— Что же теперь?
— Ждать, — ответил отец рассудительно. — Буду дней десять жить отдельно от вас: или вот тут, в бане, или на сеновале. Вроде в карантине. От человека к человеку, сказывают, хворь не передается. Только через дерьмо этой твари. Но кто его знает? А вдруг перейдет? Нет, я поберегусь на всякий случай. За вас боюсь.
На другой день отец прожарил на огне свою новую одежду и опять помылся в бане, да таким едучим и вонючим мылом-самоделкой, от которого, по его словам, не могла выжить никакая мерзкая тварь. Казалось бы, после этого можно было и успокоиться, но отец, должно быть, не особенно доверял науке и продолжал жить отдельно от семьи. Сначала он ночевал на сеновале, на свежем степном сене, а потом — в своем кабинете, где можно было, не беспокоя семью, с рассветом заняться служебными делами. За едой для него всегда приходил дежурный.

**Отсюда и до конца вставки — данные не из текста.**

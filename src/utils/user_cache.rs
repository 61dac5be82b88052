use crate::teamwork::Token;
use anyhow::Error;
use std::{
    collections::HashMap,
    io::{Read, Write},
    path::Path,
};

pub(crate) const USER_CACHE_FILE: &str = ".teamwork-log";

type CachedUsers = HashMap<Token, i64>;

fn read_cached_users(path: &Path) -> Result<CachedUsers, Error> {
    if path.exists() && path.is_file() {
        let mut file = std::fs::File::open(path)?;
        let mut bytes = Vec::new();
        file.read_to_end(&mut bytes)?;
        Ok(bincode::deserialize(bytes.as_slice())?)
    } else {
        Ok(HashMap::new())
    }
}

fn save_cached_users(path: &Path, users: &CachedUsers) -> Result<(), Error> {
    let bytes = bincode::serialize(users)?;
    let mut file = std::fs::File::create(path)?;
    file.write_all(bytes.as_slice())?;
    Ok(())
}

/// Remembers which user id a token resolved to, so `me.json` is called once per token.
pub(crate) fn set_cached_user_id(path: &Path, token: &Token, user_id: i64) -> Result<(), Error> {
    let mut users = read_cached_users(path)?;
    users.insert(token.clone(), user_id);
    save_cached_users(path, &users)
}

pub(crate) fn get_cached_user_id(path: &Path, token: &Token) -> Result<Option<i64>, Error> {
    Ok(read_cached_users(path)?.get(token).copied())
}
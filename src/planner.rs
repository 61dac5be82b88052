use std::sync::Arc;

use chrono::NaiveDate;
use itertools::Itertools;

use crate::models::{LoggedTime, Task, TimeAllocation, WorkDay, UNASSIGNED_TASK};
use crate::observer::{LogObserver, Observer};

const IMPORTED_DESCRIPTION: &str = "Time imported from calendar";

/// Splits `total` into `parts` integer shares; the first `total % parts` shares get one extra minute.
pub(crate) fn split_evenly(total: i64, parts: usize) -> Vec<i64> {
    if parts == 0 {
        return Vec::new();
    }
    let count = parts as i64;
    let (share, remainder) = (total / count, total % count);
    (0..count)
        .map(|i| if i < remainder { share + 1 } else { share })
        .collect()
}

/// Builds distribution plans. Inputs are only read; every plan is a fresh value.
pub(crate) struct Planner {
    observer: Arc<dyn Observer>,
}

impl Default for Planner {
    fn default() -> Self {
        Self::new(Arc::new(LogObserver))
    }
}

impl Planner {
    pub(crate) fn new(observer: Arc<dyn Observer>) -> Self {
        Self { observer }
    }

    /// Copies every task's allocations onto each working day the task allows.
    /// Days that end up without entries are left out of the plan.
    pub(crate) fn replicate(&self, working_days: &[NaiveDate], tasks: &[Task]) -> Vec<WorkDay> {
        let mut plan = Vec::with_capacity(working_days.len());

        for &day in working_days {
            let mut work_day = WorkDay::new(day);
            for task in tasks {
                if !task.allows(day) {
                    self.observer.item_skipped(
                        &format!("task #{} on {day}", task.task_id),
                        "weekday not allowed for task",
                    );
                    continue;
                }
                for entry in &task.entries {
                    work_day.push(task.task_id, entry.clone().on(day));
                }
            }

            if work_day.is_empty() {
                self.observer
                    .item_skipped(&format!("day {day}"), "no task qualifies");
            } else {
                plan.push(work_day);
            }
        }
        plan
    }

    /// Spreads the minutes already logged on each day evenly over `tasks`.
    /// Every logged day yields a work day, even when nothing could be allocated to it.
    /// Without tasks the whole day goes to a single unassigned allocation.
    pub(crate) fn redistribute(&self, logged: &[LoggedTime], tasks: &[Task]) -> Vec<WorkDay> {
        logged
            .iter()
            .into_group_map_by(|entry| entry.date)
            .into_iter()
            .sorted_by_key(|(date, _)| *date)
            .map(|(date, entries)| {
                let total: i64 = entries.iter().map(|e| e.minutes).sum();
                self.distribute_day(date, total, tasks)
            })
            .collect()
    }

    fn distribute_day(&self, date: NaiveDate, total: i64, tasks: &[Task]) -> WorkDay {
        let mut work_day = WorkDay::new(date);

        if tasks.is_empty() {
            work_day.push(
                UNASSIGNED_TASK,
                TimeAllocation::new(total, IMPORTED_DESCRIPTION).on(date),
            );
            return work_day;
        }

        for (task, minutes) in tasks.iter().zip(split_evenly(total, tasks.len())) {
            if minutes <= 0 {
                self.observer.item_skipped(
                    &format!("task #{} on {date}", task.task_id),
                    "no minutes left to allocate",
                );
                continue;
            }
            work_day.push(
                task.task_id,
                TimeAllocation::new(minutes, task.task_name.clone()).on(date),
            );
        }
        work_day
    }
}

Такая строгая осторожность отца держала меня в постоянном напряжении. Каждое утро, едва он спускался по скрипучей лестнице со второго этажа, я выскакивал на крыльцо.
— Папа, ты не заболел?
Не знаю, была ли у него на то острая нужда, но он вдруг ускакал куда-то в степь, — возможно, всего лишь рассчитывая, что так и для него, и для нас быстрее пролетят дни вынужденной разлуки. Но они потянулись еще медленнее. Возвращения отца из этой поездки я ожидал с особенной, мучительной тревогой. Мне все думалось, что его вот-вот привезут на телеге в бреду, в огне, как ту несчастную беженку, и я старался несколько раз за день наведываться домой.
Однажды, увидев издали, что окно в отцовском кабинете распахнуто настежь, я бросился к дому во весь дух…
— Папа! Папа! Ты не заболел?
Отец выглянул в окно, заулыбался во все лицо:
— Да что ты, сынок! Я же заговоренный!
— Когда же выйдет срок?
— Скоро, сынок, скоро!
Этот срок — всего в десять дней — показался мне бесконечным. Собираясь ложиться спать, я каждый прожитый день отмечал небольшой ножевой зарубкой на бревенчатой стене в сенях. Утро всегда встречал с одной неизменной мыслью об отце и не однажды, боясь ошибиться, пересчитывал свои зарубки. Мне казалось, что отец, оставаясь оживленным, деятельным, с каждым днем все же заметно бледнеет и худеет. Это меня пугало. Я всегда с напряжением всматривался издали в лицо отца, в его глаза…
Но вот наконец-то наступило долгожданное утро.
Как всегда, мать спозаранку хлопотала в кути, топя печь, гремя ухватами и посудой.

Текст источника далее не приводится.